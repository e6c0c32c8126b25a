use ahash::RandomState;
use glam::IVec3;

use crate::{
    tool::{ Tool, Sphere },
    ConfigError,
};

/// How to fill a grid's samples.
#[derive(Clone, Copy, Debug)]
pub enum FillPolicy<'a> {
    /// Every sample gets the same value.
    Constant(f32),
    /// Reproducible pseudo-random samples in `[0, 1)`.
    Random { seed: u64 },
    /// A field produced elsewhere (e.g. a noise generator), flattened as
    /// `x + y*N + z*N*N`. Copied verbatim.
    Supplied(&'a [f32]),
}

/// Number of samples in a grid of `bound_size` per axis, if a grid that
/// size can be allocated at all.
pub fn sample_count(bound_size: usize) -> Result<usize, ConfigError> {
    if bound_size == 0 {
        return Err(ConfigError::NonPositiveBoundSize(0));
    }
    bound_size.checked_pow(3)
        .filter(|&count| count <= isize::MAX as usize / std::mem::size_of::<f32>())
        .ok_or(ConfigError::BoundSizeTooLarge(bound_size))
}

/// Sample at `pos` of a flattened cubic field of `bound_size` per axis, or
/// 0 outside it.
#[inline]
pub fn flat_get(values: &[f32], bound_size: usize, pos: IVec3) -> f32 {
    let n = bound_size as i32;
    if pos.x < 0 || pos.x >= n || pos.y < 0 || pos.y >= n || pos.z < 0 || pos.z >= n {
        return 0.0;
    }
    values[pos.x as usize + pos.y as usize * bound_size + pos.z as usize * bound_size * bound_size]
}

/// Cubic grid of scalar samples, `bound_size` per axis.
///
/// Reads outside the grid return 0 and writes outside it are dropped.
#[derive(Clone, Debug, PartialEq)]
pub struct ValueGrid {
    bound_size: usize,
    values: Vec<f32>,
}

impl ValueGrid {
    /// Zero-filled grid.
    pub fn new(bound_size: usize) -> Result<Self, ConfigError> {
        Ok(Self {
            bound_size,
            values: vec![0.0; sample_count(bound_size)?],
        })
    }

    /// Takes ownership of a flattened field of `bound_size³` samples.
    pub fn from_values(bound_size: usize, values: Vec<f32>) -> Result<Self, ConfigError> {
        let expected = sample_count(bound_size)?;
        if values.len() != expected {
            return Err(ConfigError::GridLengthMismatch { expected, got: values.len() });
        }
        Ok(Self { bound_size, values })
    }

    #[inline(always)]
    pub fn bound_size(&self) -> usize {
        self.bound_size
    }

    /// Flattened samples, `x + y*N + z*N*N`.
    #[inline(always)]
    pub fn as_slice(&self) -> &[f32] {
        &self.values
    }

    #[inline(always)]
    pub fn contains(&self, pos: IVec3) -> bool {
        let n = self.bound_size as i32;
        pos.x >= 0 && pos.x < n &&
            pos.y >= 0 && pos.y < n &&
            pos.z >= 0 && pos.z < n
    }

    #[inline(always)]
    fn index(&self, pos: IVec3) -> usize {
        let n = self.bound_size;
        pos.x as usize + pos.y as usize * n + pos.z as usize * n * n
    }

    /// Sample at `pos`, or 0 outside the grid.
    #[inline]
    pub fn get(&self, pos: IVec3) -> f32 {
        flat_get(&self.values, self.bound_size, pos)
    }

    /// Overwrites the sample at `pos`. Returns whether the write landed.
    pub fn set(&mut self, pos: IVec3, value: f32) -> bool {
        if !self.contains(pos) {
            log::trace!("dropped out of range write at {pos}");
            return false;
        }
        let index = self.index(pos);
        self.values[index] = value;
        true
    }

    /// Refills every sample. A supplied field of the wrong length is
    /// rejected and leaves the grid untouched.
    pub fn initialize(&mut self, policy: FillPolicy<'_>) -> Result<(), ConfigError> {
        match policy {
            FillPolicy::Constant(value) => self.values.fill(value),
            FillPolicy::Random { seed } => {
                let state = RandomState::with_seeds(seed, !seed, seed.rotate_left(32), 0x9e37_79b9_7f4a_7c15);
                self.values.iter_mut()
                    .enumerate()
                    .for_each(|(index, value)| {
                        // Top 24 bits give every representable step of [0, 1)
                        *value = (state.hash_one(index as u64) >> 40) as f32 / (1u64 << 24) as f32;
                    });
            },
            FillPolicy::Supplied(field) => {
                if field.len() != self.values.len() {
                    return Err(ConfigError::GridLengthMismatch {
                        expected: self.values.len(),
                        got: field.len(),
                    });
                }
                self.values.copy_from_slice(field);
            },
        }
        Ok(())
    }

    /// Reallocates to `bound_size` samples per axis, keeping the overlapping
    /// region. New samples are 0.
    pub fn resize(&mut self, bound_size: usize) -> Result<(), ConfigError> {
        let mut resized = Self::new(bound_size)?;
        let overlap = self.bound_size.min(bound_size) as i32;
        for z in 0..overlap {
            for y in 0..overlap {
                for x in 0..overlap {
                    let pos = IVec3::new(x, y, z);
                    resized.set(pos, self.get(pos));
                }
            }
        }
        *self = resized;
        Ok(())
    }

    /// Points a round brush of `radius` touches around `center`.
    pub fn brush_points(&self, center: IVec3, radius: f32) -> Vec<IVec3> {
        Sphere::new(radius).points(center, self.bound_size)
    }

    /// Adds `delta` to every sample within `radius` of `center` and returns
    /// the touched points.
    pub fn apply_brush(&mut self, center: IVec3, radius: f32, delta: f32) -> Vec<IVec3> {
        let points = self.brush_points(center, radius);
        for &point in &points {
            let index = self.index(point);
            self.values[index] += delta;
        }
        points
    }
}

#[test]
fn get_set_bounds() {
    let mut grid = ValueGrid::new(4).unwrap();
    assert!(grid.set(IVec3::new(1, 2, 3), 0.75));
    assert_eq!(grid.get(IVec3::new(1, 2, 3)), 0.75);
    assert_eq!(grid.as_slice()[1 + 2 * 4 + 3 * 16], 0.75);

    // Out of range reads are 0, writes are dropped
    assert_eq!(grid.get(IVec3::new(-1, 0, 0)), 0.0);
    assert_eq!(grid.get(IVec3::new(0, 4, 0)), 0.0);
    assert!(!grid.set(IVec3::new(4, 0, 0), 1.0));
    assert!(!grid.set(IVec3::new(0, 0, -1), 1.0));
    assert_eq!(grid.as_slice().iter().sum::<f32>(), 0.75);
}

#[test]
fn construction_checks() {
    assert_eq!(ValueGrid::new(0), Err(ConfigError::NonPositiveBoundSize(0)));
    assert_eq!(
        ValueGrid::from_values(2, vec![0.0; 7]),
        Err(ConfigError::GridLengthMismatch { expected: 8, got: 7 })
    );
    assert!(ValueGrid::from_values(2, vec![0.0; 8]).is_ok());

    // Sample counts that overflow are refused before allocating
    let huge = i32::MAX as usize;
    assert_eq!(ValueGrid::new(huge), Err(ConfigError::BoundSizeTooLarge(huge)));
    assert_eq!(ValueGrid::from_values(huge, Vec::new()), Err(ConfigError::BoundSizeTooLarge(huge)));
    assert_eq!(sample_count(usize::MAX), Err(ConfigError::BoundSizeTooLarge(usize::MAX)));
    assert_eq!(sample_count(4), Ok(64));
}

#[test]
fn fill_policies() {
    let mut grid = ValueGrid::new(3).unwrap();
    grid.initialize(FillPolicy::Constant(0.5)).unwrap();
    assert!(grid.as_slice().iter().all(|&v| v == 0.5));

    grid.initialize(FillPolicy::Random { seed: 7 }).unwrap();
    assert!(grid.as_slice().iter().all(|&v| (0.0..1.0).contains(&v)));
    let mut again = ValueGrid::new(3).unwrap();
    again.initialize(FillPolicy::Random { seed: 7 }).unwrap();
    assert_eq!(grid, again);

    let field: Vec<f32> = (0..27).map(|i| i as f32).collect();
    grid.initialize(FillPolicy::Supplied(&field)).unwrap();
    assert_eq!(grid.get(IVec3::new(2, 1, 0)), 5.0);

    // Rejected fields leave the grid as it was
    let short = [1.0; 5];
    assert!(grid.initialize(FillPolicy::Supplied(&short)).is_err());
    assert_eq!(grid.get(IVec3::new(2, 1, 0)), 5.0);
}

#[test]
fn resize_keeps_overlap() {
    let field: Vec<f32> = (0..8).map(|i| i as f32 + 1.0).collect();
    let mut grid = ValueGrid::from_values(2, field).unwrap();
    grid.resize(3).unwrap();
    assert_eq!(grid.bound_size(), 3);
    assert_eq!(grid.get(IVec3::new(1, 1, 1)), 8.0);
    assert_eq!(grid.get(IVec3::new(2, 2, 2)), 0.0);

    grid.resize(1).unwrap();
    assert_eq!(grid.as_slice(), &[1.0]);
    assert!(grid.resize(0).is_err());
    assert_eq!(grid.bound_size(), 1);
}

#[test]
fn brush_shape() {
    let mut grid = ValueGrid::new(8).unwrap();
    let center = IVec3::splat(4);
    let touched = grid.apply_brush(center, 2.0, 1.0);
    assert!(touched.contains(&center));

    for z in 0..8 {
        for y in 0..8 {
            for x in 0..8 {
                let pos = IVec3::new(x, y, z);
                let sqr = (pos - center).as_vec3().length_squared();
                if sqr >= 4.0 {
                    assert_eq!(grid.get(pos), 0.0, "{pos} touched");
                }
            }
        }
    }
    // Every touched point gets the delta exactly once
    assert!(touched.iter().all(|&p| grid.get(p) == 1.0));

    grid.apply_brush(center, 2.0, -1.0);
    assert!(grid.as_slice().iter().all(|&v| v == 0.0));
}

===

Collect every line above that contains the word "Sphere".

**Answer box**
    tool::{ Tool, Sphere },
        Sphere::new(radius).points(center, self.bound_size)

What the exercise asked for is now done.